From: Diana McPartlin (yummy@netfront.net)
Date: Wed Jul 12 2000 - 14:52:56 BST


Squad,

And the question was: it the MOQ science or emotivism?

But before answering I'd like to go back and look at the context against
which Pirsig wrote Lila. Sorry if I'm covering old ground but it will help
sort things out in my mind.

The full title of the book is "Lila: An Inquiry into Morals". The subject of
morality is not some subtext or appendix to the book; it's absolutely what
the book is all about. Pirsig wrote the book because he was concerned about
what he calls the moral vacuum of our society.

It all stems back to the Enlightenment, which set us on a course away from
superstition and brought great advances in technology through the
application of logic. Reason became the new god, but it failed to find a
rational resolution to moral debates.

In the absence of a rational approach to morals, and because we're reluctant
to return to religion, we've largely resorted to emotivism - ie the claim
that moral judgments are simply expressions of personal preference. As
Struan's essay demonstrates, emotivism has been rejected as unsound
philosophically. Yet, practically, it still retains much of its power
because its alternative - moral reasoning - lacks the necessary fundamental
principles to give it a rational basis. You can condemn a murderer, for
example, based on the principle of the human right to life. While that may
be justified by consensus or tradition, it isn't justified by rationality.
So we're left with emotivism underpinning reason. We can never agree on the
truth or falsehood of values or a moral position because according to
emotivism there are no truths to be had. It is simply a matter of whether or
not one agrees or disagrees, approves or disapproves.

As the intellectual level has become dominant, the world has been redefined
as primarily a collection of rationally connected facts, and anything
outside of this objective world has been reduced to the somewhat unimportant
realm of subjectivity. Much of Lila deals with the problems this has
created: schools focused on exams instead of learning; anthropologists
forcing a scientific structure on human behavior; psychiatrists defining
sanity as social conformity; intellectuals trying to solve inner city
violence without the force of law.

In Alasdair MacIntyre's book "After Virtue", he shows how the environment
has created the certain specific character types.

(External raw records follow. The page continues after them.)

//! Error types for the Glassix SDK.
//!
//! This module defines `GlassixError`, the single error type returned by
//! every operation in the crate. A dispatched API call resolves to exactly
//! one of `Ok(value)` or `Err(GlassixError)`; network, HTTP and parsing
//! faults are always converted into an error value and never panic.
//!
//! # Security
//!
//! Messages built from remote response bodies are passed through
//! `sanitize_message()` so the API secret can never leak into logs or
//! error strings.

use std::time::Duration;
use thiserror::Error;

/// Result alias used across the crate.
pub type Result<T> = std::result::Result<T, GlassixError>;

/// Unified error type for all Glassix operations.
///
/// Variants fall into two groups. `Config` and `Validation` report
/// programmer errors and are raised before any network call is made.
/// Every other variant is a remote or runtime failure produced by the
/// request dispatcher.
#[derive(Error, Debug)]
pub enum GlassixError {
    /// Configuration error - invalid credentials or missing environment variables.
    #[error("configuration error: {0}")]
    Config(String),

    /// Invalid arguments passed to a resource method.
    #[error("validation error: {0}")]
    Validation(String),

    /// HTTP client initialization failed.
    #[error("HTTP client error: {0}")]
    HttpClient(#[source] reqwest::Error),

    /// The request could not be sent or the response could not be read
    /// (DNS failure, connection reset, ...).
    #[error("{0}")]
    Transport(#[source] reqwest::Error),

    /// The request did not complete within the configured timeout.
    #[error("request timed out after {duration:?}: {operation}")]
    Timeout {
        /// The configured timeout.
        duration: Duration,
        /// The operation that timed out, e.g. `GET /tickets/get/1`.
        operation: String,
    },

    /// The server answered with a non-success status code.
    ///
    /// `message` is the response body, or the reason phrase when the
    /// body was empty.
    #[error("{message}")]
    Api {
        /// Numeric HTTP status code.
        status: u16,
        /// Response body or reason phrase.
        message: String,
    },

    /// A bearer token could not be obtained; no request was attempted.
    #[error("authentication failed: {0}")]
    Authentication(String),

    /// JSON serialization or deserialization failed.
    #[error("JSON serialization error: {0}")]
    Serialization(#[from] serde_json::Error),

    /// A non-JSON payload could not be decoded.
    #[error("decode error: {0}")]
    Decode(String),
}

impl GlassixError {
    /// Creates a configuration error for a missing environment variable.
    pub fn missing_env(var_name: &str) -> Self {
        GlassixError::Config(format!(
            "missing required environment variable: {}",
            var_name
        ))
    }

    /// Creates a configuration error for an invalid value.
    pub fn invalid_config(message: impl Into<String>) -> Self {
        GlassixError::Config(message.into())
    }

    /// Creates a validation error.
    pub fn validation(message: impl Into<String>) -> Self {
        GlassixError::Validation(message.into())
    }

    /// Creates an authentication error.
    pub fn authentication(message: impl Into<String>) -> Self {
        GlassixError::Authentication(message.into())
    }

    /// Creates a timeout error.
    pub fn timeout(duration: Duration, operation: impl Into<String>) -> Self {
        GlassixError::Timeout {
            duration,
            operation: operation.into(),
        }
    }

    /// Returns the HTTP status code for failures that carry one.
    ///
    /// Only `Api` errors have a status; transport failures, timeouts,
    /// authentication and decoding errors return `None`.
    #[must_use]
    pub fn status_code(&self) -> Option<u16> {
        match self {
            GlassixError::Api { status, .. } => Some(*status),
            _ => None,
        }
    }

    /// Returns true if this error reports caller misuse rather than a
    /// runtime failure.
    #[must_use]
    pub fn is_usage_error(&self) -> bool {
        matches!(self, GlassixError::Config(_) | GlassixError::Validation(_))
    }

    /// Returns true if the request was abandoned because of the timeout.
    #[must_use]
    pub fn is_timeout(&self) -> bool {
        match self {
            GlassixError::Timeout { .. } => true,
            GlassixError::Transport(e) => e.is_timeout(),
            _ => false,
        }
    }

    /// Sanitizes an error message to remove any occurrence of a secret.
    ///
    /// # Arguments
    ///
    /// * `message` - The message to sanitize
    /// * `secret` - The secret to strip from the message
    ///
    /// # Returns
    ///
    /// The message with any occurrence of the secret replaced with `[REDACTED]`
    #[must_use]
    pub fn sanitize_message(message: &str, secret: &str) -> String {
        if secret.is_empty() {
            return message.to_string();
        }
        message.replace(secret, "[REDACTED]")
    }
}

#[cfg(test)]
mod tests {
    use super::*;

    #[test]
    fn test_missing_env_error() {
        let err = GlassixError::missing_env("GLASSIX_API_SECRET");
        assert!(err.to_string().contains("GLASSIX_API_SECRET"));
        assert!(err.to_string().contains("missing"));
        assert!(err.is_usage_error());
    }

    #[test]
    fn test_validation_error() {
        let err = GlassixError::validation("text or html is required");
        assert_eq!(err.to_string(), "validation error: text or html is required");
        assert!(err.is_usage_error());
        assert_eq!(err.status_code(), None);
    }

    #[test]
    fn test_api_error_displays_message_only() {
        let err = GlassixError::Api {
            status: 404,
            message: "Not found".to_string(),
        };
        assert_eq!(err.to_string(), "Not found");
        assert_eq!(err.status_code(), Some(404));
        assert!(!err.is_usage_error());
    }

    #[test]
    fn test_authentication_error_has_no_status() {
        let err = GlassixError::authentication("access token is empty");
        assert!(err.to_string().contains("access token is empty"));
        assert_eq!(err.status_code(), None);
    }

    #[test]
    fn test_timeout_error() {
        let err = GlassixError::timeout(Duration::from_secs(30), "GET /users/allusers");
        let msg = err.to_string();
        assert!(msg.contains("timed out"));
        assert!(msg.contains("30s"));
        assert!(err.is_timeout());
    }

    #[test]
    fn test_sanitize_message_removes_secret() {
        let secret = "super_secret_value_12345";
        let message = format!("Invalid secret {} for user", secret);
        let sanitized = GlassixError::sanitize_message(&message, secret);
        assert!(!sanitized.contains(secret));
        assert!(sanitized.contains("[REDACTED]"));
    }

    #[test]
    fn test_sanitize_message_empty_secret() {
        let message = "Some error message";
        let sanitized = GlassixError::sanitize_message(message, "");
        assert_eq!(sanitized, message);
    }
}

The key type is the
Bureaucratic Manager - the individual whose job it is to arrange the facts
in the most efficient manner possible in order to maximize resources. He's a
morally neutral character, this is the important point. He gets things done
through administration and procedure and he meets pre-specified and
measurable objectives. The other two types are: the Rich Aesthete who
existence is governed by the constant pursuit of pleasures, and the
Therapist, whose task is to keep the whole sorry show on the road. (The
Aesthetes and the Bureaucrats have professional shrinks, while the rest of
us have to make do with Oprah & co to massage away the meaninglessness of
life lived in a secular and materialist mode.)

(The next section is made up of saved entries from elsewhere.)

//! Conversation content: transactions, attachments, participants and bot
//! flow variables.

use chrono::{DateTime, Utc};
use serde::{Deserialize, Serialize};
use uuid::Uuid;

use super::common::{timestamp, wire_enum, ProtocolType};

/// A single message or event within a ticket.
#[derive(Debug, Clone, PartialEq, Default, Serialize, Deserialize)]
#[serde(rename_all = "camelCase")]
pub struct Transaction {
    /// Globally unique transaction ID.
    #[serde(default, skip_serializing_if = "Option::is_none")]
    pub guid_transaction_id: Option<Uuid>,

    /// Sequential ID within the ticket.
    #[serde(default, skip_serializing_if = "Option::is_none")]
    pub id: Option<i64>,

    #[serde(default, with = "timestamp::option", skip_serializing_if = "Option::is_none")]
    pub date_time: Option<DateTime<Utc>>,

    /// Channel the transaction came from.
    #[serde(default, skip_serializing_if = "Option::is_none")]
    pub from_protocol_type: Option<ProtocolType>,

    /// Transaction kind, e.g. `Message` or `Note`.
    #[serde(rename = "type", default, skip_serializing_if = "Option::is_none")]
    pub transaction_type: Option<String>,

    #[serde(default, skip_serializing_if = "Option::is_none")]
    pub text: Option<String>,

    #[serde(default, skip_serializing_if = "Option::is_none")]
    pub html: Option<String>,

    /// Delivery status.
    #[serde(default, skip_serializing_if = "Option::is_none")]
    pub status: Option<String>,

    /// Sender.
    #[serde(default, skip_serializing_if = "Option::is_none")]
    pub from_participant: Option<Participant>,

    #[serde(default, skip_serializing_if = "Option::is_none")]
    pub attachments: Option<Vec<Attachment>>,

    /// Channel-specific payload, passed through untouched.
    #[serde(default, skip_serializing_if = "Option::is_none")]
    pub payload: Option<serde_json::Value>,
}

impl Transaction {
    /// Returns the plain text, falling back to the HTML body.
    pub fn body(&self) -> Option<&str> {
        self.text.as_deref().or(self.html.as_deref())
    }
}

wire_enum! {
    /// Malware scan state of an attachment.
    pub enum SanitizationState {
        Undefined => "Undefined",
        Allowed => "Allowed",
        Blocked => "Blocked",
        Processing => "Processing",
    }
}

/// File attached to a transaction.
#[derive(Debug, Clone, PartialEq, Default, Serialize, Deserialize)]
#[serde(rename_all = "camelCase")]
pub struct Attachment {
    #[serde(default, skip_serializing_if = "Option::is_none")]
    pub id: Option<i64>,
    /// MIME type or attachment kind.
    #[serde(rename = "type", default, skip_serializing_if = "Option::is_none")]
    pub attachment_type: Option<String>,
    #[serde(default, skip_serializing_if = "Option::is_none")]
    pub file_identifier: Option<String>,
    #[serde(default, skip_serializing_if = "Option::is_none")]
    pub original_file_name: Option<String>,
    #[serde(default, skip_serializing_if = "Option::is_none")]
    pub thumbnails: Option<Vec<String>>,
    #[serde(default, skip_serializing_if = "Option::is_none")]
    pub thumbnails_file_identifiers: Option<Vec<String>>,
    /// Download URI.
    #[serde(default, skip_serializing_if = "Option::is_none")]
    pub uri: Option<String>,
    /// Whether the file is inlined in the HTML body.
    #[serde(default, skip_serializing_if = "Option::is_none")]
    pub is_embedded: Option<bool>,
    #[serde(default, skip_serializing_if = "Option::is_none")]
    pub sanitization_state: Option<SanitizationState>,
}

/// A party to a conversation: customer, agent or bot.
#[derive(Debug, Clone, PartialEq, Default, Serialize, Deserialize)]
#[serde(rename_all = "camelCase")]
pub struct Participant {
    #[serde(default, alias = "Id", skip_serializing_if = "Option::is_none")]
    pub id: Option<i64>,
    /// `Client` or `User`.
    #[serde(rename = "type", alias = "Type", default, skip_serializing_if = "Option::is_none")]
    pub participant_type: Option<String>,
    #[serde(default, alias = "Name", skip_serializing_if = "Option::is_none")]
    pub name: Option<String>,
    #[serde(default, alias = "DisplayName", skip_serializing_if = "Option::is_none")]
    pub display_name: Option<String>,
    #[serde(default, alias = "ProtocolType", skip_serializing_if = "Option::is_none")]
    pub protocol_type: Option<ProtocolType>,
    #[serde(default, alias = "SubProtocolType", skip_serializing_if = "Option::is_none")]
    pub sub_protocol_type: Option<String>,
    #[serde(default, alias = "IsActive", skip_serializing_if = "Option::is_none")]
    pub is_active: Option<bool>,
    #[serde(default, alias = "IsDeleted", skip_serializing_if = "Option::is_none")]
    pub is_deleted: Option<bool>,
    /// Channel address: phone number, email, page-scoped ID, ...
    #[serde(default, alias = "Identifier", skip_serializing_if = "Option::is_none")]
    pub identifier: Option<String>,
    #[serde(default, alias = "DepartmentIdentifier", skip_serializing_if = "Option::is_none")]
    pub department_identifier: Option<String>,
    #[serde(default, alias = "ContactId", skip_serializing_if = "Option::is_none")]
    pub contact_id: Option<String>,
    #[serde(default, alias = "UserName", skip_serializing_if = "Option::is_none")]
    pub user_name: Option<String>,
}

impl Participant {
    /// Creates a customer participant reachable on the given channel.
    pub fn client(
        name: impl Into<String>,
        protocol_type: ProtocolType,
        identifier: impl Into<String>,
    ) -> Self {
        Self {
            participant_type: Some("Client".to_string()),
            name: Some(name.into()),
            protocol_type: Some(protocol_type),
            identifier: Some(identifier.into()),
            ..Self::default()
        }
    }

    /// Returns the display name, falling back to name or identifier.
    pub fn display_name(&self) -> Option<&str> {
        self.display_name
            .as_deref()
            .or(self.name.as_deref())
            .or(self.identifier.as_deref())
    }
}

/// Variable captured by a bot flow.
#[derive(Debug, Clone, PartialEq, Default, Serialize, Deserialize)]
#[serde(rename_all = "camelCase")]
pub struct DynamicParameter {
    #[serde(default, skip_serializing_if = "Option::is_none")]
    pub id: Option<Uuid>,
    #[serde(default, skip_serializing_if = "Option::is_none")]
    pub flow_id: Option<Uuid>,
    #[serde(default, skip_serializing_if = "Option::is_none")]
    pub name: Option<String>,
    #[serde(default, skip_serializing_if = "Option::is_none")]
    pub str_value: Option<String>,
    #[serde(default, skip_serializing_if = "Option::is_none")]
    pub bool_value: Option<bool>,
    #[serde(default, skip_serializing_if = "Option::is_none")]
    pub num_value: Option<f64>,
    #[serde(default, skip_serializing_if = "Option::is_none")]
    pub int_value: Option<i64>,
    /// Which of the typed values is meaningful.
    #[serde(rename = "type", default, skip_serializing_if = "Option::is_none")]
    pub parameter_type: Option<String>,
    #[serde(default, skip_serializing_if = "Option::is_none")]
    pub description: Option<String>,
    #[serde(default, with = "timestamp::option", skip_serializing_if = "Option::is_none")]
    pub creation_datetime: Option<DateTime<Utc>>,
}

This is the twentieth century lunacy that Pirsig's talking about. Not that
anyone's suggesting that there aren't people who rise above it, but Lila
attempts a general overview of the ills of the last century and as such I
think it's valid.

His solution is in two parts. The first is to go back to basics and look at
metaphysical assumptions.

When we talk about morals in the MOQ we're talking about a far wider range
of meaning than just the sort of things that bureaucrats leave to the church
to decide. If you accept the subject-object distinction between fact and
value then you're still playing their game, even if you don't agree with
them. But Pirsig traces his philosophy beyond that back to the Greeks,
especially Plato, and to Eastern philosophies, especially Zen.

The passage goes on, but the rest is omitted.